> **EXTRACTED INFORMATION**

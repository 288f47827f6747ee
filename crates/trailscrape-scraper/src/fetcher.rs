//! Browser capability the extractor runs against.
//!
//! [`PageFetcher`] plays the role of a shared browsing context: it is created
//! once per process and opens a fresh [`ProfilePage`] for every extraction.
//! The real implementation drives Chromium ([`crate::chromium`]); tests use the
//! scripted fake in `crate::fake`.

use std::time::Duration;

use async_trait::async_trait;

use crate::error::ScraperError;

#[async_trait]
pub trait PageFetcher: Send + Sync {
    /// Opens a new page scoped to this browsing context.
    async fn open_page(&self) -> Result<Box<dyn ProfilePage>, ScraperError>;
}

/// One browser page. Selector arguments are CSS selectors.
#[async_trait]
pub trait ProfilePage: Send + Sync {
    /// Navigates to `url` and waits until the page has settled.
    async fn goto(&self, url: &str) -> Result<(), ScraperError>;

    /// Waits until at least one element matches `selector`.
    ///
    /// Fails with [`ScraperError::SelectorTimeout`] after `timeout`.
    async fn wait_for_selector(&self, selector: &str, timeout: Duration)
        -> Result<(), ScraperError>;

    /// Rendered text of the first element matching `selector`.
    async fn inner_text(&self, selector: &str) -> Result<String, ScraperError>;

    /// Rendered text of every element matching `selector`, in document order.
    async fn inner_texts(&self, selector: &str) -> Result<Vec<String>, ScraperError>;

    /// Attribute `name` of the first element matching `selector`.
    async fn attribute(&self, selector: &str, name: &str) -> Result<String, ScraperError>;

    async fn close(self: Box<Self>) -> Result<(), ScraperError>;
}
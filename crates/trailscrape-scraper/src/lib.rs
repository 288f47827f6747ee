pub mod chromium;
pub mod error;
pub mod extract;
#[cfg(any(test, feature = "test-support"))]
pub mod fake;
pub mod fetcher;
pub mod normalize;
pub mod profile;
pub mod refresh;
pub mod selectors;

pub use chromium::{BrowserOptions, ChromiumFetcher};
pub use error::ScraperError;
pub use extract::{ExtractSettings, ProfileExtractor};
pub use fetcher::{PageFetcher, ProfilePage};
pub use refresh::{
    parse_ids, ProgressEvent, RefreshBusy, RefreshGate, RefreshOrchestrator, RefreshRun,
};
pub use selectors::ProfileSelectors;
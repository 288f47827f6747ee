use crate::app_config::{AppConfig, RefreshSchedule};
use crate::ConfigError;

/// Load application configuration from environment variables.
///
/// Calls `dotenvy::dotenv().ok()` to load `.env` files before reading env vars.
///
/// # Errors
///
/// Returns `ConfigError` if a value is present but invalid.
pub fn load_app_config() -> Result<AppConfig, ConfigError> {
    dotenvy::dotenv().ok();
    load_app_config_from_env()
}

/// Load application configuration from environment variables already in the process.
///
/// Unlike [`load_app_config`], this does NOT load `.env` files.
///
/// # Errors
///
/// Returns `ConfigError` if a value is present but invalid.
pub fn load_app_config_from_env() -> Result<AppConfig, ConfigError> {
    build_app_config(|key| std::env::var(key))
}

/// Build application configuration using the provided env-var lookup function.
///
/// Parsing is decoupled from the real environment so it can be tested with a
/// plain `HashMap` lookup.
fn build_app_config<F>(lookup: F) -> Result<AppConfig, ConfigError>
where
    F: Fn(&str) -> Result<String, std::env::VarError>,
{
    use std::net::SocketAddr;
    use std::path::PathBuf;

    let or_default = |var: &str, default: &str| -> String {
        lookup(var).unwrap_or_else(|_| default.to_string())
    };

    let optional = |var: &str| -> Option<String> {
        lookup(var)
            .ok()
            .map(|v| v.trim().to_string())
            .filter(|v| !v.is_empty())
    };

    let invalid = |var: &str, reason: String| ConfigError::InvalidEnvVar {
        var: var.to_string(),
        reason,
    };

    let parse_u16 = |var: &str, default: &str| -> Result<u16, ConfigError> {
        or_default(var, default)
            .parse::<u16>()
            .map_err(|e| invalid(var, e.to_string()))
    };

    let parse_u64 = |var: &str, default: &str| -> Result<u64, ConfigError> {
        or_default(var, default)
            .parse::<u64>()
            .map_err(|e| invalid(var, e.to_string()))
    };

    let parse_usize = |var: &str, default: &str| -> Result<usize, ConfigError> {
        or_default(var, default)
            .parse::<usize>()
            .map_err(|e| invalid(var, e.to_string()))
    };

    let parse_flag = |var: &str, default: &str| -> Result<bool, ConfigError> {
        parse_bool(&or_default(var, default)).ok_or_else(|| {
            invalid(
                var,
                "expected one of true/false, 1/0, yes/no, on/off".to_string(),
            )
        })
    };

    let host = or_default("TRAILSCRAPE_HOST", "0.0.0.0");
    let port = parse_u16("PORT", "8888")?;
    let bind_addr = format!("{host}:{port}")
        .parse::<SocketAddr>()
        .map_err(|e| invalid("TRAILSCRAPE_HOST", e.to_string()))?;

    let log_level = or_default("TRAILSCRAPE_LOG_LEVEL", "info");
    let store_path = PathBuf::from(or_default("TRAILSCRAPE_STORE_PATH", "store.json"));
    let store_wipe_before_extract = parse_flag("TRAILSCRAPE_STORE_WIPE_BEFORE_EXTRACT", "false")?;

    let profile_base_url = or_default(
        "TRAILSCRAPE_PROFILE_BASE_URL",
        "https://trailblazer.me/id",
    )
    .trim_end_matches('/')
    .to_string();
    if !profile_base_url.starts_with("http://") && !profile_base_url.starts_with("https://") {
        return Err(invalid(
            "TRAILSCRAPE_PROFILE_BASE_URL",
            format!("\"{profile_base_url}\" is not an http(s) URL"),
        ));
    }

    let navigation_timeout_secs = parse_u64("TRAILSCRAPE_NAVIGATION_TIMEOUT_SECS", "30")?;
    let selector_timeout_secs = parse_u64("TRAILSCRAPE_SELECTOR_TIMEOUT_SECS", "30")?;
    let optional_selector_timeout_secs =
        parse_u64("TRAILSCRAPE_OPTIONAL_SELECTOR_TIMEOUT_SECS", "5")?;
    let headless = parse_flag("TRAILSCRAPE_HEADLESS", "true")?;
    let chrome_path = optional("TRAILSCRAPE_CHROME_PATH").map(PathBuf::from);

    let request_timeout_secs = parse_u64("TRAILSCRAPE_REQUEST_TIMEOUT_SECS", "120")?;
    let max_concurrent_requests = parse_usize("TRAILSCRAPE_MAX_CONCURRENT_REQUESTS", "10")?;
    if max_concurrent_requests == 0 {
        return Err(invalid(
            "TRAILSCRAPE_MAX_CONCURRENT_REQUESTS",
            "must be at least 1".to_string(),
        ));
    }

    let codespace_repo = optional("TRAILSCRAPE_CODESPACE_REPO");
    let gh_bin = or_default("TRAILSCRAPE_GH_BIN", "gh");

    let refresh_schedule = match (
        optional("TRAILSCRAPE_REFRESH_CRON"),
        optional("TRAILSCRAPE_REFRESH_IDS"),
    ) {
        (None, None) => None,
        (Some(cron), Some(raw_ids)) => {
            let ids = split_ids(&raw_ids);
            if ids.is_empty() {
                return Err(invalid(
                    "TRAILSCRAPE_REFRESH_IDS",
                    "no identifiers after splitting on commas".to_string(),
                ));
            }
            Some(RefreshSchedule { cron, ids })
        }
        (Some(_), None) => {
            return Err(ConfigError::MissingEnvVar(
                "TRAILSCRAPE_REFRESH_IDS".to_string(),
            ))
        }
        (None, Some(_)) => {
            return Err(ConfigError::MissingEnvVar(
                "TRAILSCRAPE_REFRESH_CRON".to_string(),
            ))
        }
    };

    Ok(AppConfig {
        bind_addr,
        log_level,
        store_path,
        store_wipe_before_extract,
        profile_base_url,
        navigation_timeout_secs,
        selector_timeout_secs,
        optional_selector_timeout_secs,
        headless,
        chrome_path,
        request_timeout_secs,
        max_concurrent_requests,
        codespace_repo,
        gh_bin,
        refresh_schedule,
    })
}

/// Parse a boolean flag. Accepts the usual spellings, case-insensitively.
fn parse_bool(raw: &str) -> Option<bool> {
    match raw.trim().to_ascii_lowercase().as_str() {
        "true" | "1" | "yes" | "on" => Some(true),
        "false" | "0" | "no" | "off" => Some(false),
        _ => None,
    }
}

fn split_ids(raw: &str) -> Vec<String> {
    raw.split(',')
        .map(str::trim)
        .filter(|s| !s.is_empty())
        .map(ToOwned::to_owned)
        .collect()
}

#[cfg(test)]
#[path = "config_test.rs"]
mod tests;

> **EXERCISE GOAL**
Go back to the start of the listing above. Reproduce each line exactly, ending with the line that contains "pub use selectors::ProfileSelectors;".

> **RESPONSE TO THIS EXERCISE**
repository 288f47827f6747ee
filename crates/trailscrape-scraper/src/fetcher.rs
//! Browser capability the extractor runs against.
//!
//! [`PageFetcher`] plays the role of a shared browsing context: it is created
//! once per process and opens a fresh [`ProfilePage`] for every extraction.
//! The real implementation drives Chromium ([`crate::chromium`]); tests use the
//! scripted fake in `crate::fake`.

use std::time::Duration;

use async_trait::async_trait;

use crate::error::ScraperError;

#[async_trait]
pub trait PageFetcher: Send + Sync {
    /// Opens a new page scoped to this browsing context.
    async fn open_page(&self) -> Result<Box<dyn ProfilePage>, ScraperError>;
}

/// One browser page. Selector arguments are CSS selectors.
#[async_trait]
pub trait ProfilePage: Send + Sync {
    /// Navigates to `url` and waits until the page has settled.
    async fn goto(&self, url: &str) -> Result<(), ScraperError>;

    /// Waits until at least one element matches `selector`.
    ///
    /// Fails with [`ScraperError::SelectorTimeout`] after `timeout`.
    async fn wait_for_selector(&self, selector: &str, timeout: Duration)
        -> Result<(), ScraperError>;

    /// Rendered text of the first element matching `selector`.
    async fn inner_text(&self, selector: &str) -> Result<String, ScraperError>;

    /// Rendered text of every element matching `selector`, in document order.
    async fn inner_texts(&self, selector: &str) -> Result<Vec<String>, ScraperError>;

    /// Attribute `name` of the first element matching `selector`.
    async fn attribute(&self, selector: &str, name: &str) -> Result<String, ScraperError>;

    async fn close(self: Box<Self>) -> Result<(), ScraperError>;
}
filename crates/trailscrape-scraper/src/lib.rs
repository 288f47827f6747ee
pub mod chromium;
pub mod error;
pub mod extract;
#[cfg(any(test, feature = "test-support"))]
pub mod fake;
pub mod fetcher;
pub mod normalize;
pub mod profile;
pub mod refresh;
pub mod selectors;

pub use chromium::{BrowserOptions, ChromiumFetcher};
pub use error::ScraperError;
pub use extract::{ExtractSettings, ProfileExtractor};
pub use fetcher::{PageFetcher, ProfilePage};
pub use refresh::{
    parse_ids, ProgressEvent, RefreshBusy, RefreshGate, RefreshOrchestrator, RefreshRun,
};
pub use selectors::ProfileSelectors;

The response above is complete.